**WHAT THE TASK ASKS**. Scan the records below for the word "runner". Copy each line where it appears.
== == ==
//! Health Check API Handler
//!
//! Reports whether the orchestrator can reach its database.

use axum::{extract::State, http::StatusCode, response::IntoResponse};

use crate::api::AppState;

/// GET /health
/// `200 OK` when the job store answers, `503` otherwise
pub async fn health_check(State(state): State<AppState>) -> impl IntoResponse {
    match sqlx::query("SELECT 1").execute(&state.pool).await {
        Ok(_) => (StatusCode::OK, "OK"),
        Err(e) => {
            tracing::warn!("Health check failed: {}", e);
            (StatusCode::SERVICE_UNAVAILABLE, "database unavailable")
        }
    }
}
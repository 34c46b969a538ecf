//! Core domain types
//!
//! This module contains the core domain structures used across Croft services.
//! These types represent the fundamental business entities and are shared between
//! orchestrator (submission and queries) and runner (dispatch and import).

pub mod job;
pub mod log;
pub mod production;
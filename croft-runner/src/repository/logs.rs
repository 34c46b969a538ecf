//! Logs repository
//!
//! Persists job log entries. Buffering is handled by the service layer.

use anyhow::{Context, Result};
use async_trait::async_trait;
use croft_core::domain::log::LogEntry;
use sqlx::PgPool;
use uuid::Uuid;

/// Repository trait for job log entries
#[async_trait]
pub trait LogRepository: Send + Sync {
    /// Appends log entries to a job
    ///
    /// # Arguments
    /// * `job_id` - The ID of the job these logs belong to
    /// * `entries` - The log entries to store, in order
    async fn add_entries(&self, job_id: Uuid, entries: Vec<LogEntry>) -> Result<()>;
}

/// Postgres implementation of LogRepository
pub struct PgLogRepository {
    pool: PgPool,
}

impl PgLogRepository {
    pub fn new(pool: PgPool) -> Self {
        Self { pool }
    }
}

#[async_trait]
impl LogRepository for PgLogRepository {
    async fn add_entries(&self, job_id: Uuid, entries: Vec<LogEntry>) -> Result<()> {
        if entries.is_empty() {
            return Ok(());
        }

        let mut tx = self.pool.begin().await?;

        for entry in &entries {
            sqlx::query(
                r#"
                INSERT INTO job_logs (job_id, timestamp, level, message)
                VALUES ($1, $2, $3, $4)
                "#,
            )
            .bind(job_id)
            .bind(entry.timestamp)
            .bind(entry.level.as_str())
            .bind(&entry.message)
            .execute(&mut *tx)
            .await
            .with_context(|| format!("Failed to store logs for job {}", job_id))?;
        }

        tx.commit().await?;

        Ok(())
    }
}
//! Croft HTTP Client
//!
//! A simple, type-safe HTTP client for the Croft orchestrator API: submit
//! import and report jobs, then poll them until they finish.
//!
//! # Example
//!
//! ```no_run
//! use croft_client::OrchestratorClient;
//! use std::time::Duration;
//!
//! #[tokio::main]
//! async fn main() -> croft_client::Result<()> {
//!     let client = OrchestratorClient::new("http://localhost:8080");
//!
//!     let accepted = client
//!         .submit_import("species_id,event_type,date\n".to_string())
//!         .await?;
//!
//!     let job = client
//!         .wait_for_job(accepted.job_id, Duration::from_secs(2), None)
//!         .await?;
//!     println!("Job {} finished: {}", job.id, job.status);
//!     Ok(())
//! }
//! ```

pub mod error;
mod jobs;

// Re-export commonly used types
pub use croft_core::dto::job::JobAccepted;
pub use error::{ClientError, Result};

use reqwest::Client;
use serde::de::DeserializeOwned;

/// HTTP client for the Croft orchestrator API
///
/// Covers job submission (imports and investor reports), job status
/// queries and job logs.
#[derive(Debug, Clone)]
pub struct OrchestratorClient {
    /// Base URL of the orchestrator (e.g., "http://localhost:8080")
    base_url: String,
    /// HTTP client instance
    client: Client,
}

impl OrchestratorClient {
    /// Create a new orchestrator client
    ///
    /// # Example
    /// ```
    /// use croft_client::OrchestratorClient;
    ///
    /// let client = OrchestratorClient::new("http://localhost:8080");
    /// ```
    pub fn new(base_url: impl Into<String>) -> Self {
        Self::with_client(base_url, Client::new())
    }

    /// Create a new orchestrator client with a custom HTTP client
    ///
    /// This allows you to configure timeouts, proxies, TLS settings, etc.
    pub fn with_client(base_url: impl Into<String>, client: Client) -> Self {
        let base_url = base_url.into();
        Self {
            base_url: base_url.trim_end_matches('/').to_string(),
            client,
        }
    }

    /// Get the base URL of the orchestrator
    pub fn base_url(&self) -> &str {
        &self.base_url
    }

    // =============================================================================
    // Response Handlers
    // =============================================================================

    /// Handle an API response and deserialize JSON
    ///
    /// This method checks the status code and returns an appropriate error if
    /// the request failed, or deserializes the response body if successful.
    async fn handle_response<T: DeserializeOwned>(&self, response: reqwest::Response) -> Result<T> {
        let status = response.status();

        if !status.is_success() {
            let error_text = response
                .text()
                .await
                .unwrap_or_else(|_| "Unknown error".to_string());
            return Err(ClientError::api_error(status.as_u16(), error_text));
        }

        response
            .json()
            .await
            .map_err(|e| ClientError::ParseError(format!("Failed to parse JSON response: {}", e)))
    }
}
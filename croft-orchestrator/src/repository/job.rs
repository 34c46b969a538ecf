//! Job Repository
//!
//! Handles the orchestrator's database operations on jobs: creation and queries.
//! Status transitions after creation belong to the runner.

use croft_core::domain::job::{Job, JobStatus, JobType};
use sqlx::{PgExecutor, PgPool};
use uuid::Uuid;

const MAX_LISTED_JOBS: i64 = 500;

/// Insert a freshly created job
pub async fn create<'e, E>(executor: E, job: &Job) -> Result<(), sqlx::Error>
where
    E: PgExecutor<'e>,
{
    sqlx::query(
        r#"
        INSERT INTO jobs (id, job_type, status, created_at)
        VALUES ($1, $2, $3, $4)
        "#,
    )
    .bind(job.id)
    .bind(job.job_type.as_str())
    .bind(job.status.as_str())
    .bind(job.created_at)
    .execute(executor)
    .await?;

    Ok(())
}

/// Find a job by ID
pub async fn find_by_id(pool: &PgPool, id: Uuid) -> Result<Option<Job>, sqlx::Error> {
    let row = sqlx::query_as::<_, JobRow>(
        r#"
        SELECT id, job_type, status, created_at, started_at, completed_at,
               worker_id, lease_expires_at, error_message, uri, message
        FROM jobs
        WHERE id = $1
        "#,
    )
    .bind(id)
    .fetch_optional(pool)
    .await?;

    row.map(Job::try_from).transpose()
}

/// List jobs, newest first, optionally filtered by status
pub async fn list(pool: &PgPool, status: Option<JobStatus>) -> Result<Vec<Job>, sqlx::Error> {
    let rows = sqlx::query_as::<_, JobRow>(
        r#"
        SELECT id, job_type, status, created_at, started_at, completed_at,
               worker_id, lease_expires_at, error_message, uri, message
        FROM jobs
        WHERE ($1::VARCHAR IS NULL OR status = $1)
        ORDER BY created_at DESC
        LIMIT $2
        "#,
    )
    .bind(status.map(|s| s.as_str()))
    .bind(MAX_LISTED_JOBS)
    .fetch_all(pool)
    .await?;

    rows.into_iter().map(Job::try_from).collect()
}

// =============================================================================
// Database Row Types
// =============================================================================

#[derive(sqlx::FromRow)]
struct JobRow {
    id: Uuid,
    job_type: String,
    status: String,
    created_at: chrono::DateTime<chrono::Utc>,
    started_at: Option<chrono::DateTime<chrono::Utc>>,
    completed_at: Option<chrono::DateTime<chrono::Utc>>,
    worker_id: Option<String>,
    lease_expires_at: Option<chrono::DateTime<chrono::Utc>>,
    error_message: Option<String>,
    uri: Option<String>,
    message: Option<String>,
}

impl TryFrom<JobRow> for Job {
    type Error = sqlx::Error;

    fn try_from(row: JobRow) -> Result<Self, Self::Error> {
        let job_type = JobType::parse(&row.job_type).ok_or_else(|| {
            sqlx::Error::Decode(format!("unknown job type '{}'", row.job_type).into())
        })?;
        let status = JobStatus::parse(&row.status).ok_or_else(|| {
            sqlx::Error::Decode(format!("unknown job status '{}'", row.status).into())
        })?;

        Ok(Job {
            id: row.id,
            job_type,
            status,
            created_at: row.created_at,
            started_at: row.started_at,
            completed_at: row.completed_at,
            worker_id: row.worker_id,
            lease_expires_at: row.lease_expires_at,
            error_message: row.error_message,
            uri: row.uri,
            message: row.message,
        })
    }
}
== == ==
**EXERCISE ANSWER**.
//! orchestrator (submission and queries) and runner (dispatch and import).
filename croft-runner/src/repository/logs.rs
//! Status transitions after creation belong to the runner.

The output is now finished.